Let Us Descend

Reading this book brought about a new feeling. The feeling of knowing you are reading a masterpiece (Jesmyn Ward’s writing is brilliant – no one writes like her) while also wanting desperately for the book to end. This is not an easy book to read; I actually felt like I was in physical pain for parts of it. Heartbreaking is not a big enough word; I found so much of it to be just plain devastating. Our narrator is Annis, born into slavery (a product of her mother being raped by their master). It opens with Annis’s mother teaching her to fight. Life on the plantation is hard: rape is a casual, normal everyday occurrence, the women are treated with violence. When Annis’s mother is sold, life gets harder.

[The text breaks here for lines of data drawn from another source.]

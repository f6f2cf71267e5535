use std::future::Future;
use std::pin::Pin;

use crate::error::Result;
use crate::msg::{
    AppendEntriesReply, AppendEntriesRequest, ClientReply, ClientRequest, InstallSnapshotReply,
    InstallSnapshotRequest, NodeId, RequestVoteReply, RequestVoteRequest,
};

pub type RpcFuture<T> = Pin<Box<dyn Future<Output = Result<T>> + Send>>;

/// How a node reaches its peers. One method per RPC type; each call resolves
/// to the peer's reply or to a delivery failure.
///
/// Implementations must not hold any reference back into the calling node:
/// the node spawns these futures and posts their results to its own inbox.
pub trait Transport: Send + Sync {
    fn request_vote(&self, target: NodeId, req: RequestVoteRequest) -> RpcFuture<RequestVoteReply>;

    fn append_entries(
        &self,
        target: NodeId,
        req: AppendEntriesRequest,
    ) -> RpcFuture<AppendEntriesReply>;

    fn install_snapshot(
        &self,
        target: NodeId,
        req: InstallSnapshotRequest,
    ) -> RpcFuture<InstallSnapshotReply>;

    /// Forwards a client write to `target`, normally the known leader.
    fn client_request(&self, target: NodeId, req: ClientRequest) -> RpcFuture<ClientReply>;
}
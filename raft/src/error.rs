use serde::{Deserialize, Serialize};
use thiserror::Error;

use crate::msg::{Index, NodeId};

#[derive(Error, Clone, Debug, Eq, PartialEq, Serialize, Deserialize)]
pub enum RaftError {
    #[error("{}", not_leader_message(.leader_id))]
    NotLeader { leader_id: Option<NodeId> },

    #[error("leadership lost before the request committed")]
    LeadershipLost,

    #[error("request timed out")]
    Timeout,

    #[error("read could not be confirmed by a quorum")]
    ReadUnconfirmed,

    #[error("a membership change is already in progress")]
    MembershipChangeInProgress,

    #[error("log index {index} is compacted into the snapshot at {snapshot_index}")]
    Compacted { index: Index, snapshot_index: Index },

    #[error("node {0} is unreachable")]
    Unreachable(NodeId),

    #[error("invalid command: {0}")]
    InvalidCommand(String),

    #[error("invalid config: {0}")]
    InvalidConfig(String),

    #[error("node is shut down")]
    Shutdown,
}

pub type Result<T> = std::result::Result<T, RaftError>;

fn not_leader_message(leader_id: &Option<NodeId>) -> String {
    match leader_id {
        Some(id) => format!("not the leader, current leader is node {id}"),
        None => "no known leader".to_string(),
    }
}

#[cfg(test)]
mod tests {
    use super::*;

    #[test]
    fn not_leader_message_names_leader() {
        let err = RaftError::NotLeader { leader_id: Some(3) };
        assert_eq!(err.to_string(), "not the leader, current leader is node 3");
        let err = RaftError::NotLeader { leader_id: None };
        assert_eq!(err.to_string(), "no known leader");
    }

    #[test]
    fn compacted_message() {
        let err = RaftError::Compacted {
            index: 4,
            snapshot_index: 10,
        };
        assert_eq!(
            err.to_string(),
            "log index 4 is compacted into the snapshot at 10"
        );
    }
}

Annis connects with Safi, another enslaved woman, and they fall in love. Then they are sold and begin the journey (on foot) from the Carolinas to the New Orleans slave market. The journey is hard – through swamps, rivers, etc. all while the women are chained together. During this part, the book takes on a spiritual side as Annis is visited by a spirit who has accompanied her mother and grandmother. Annis finds herself sold into a sugarcane plantation, with an equally ruthless master. Ward does not spare us. The depictions are both casual and brutal. The atrocities Annis deals with are a part of her everyday life and so they are treated as such. I guess the best way to describe it is beautiful yet brutal. I was not a huge fan of the magical realism elements of the book but I see why they were there: a foil to the brutality; a light in the darkness.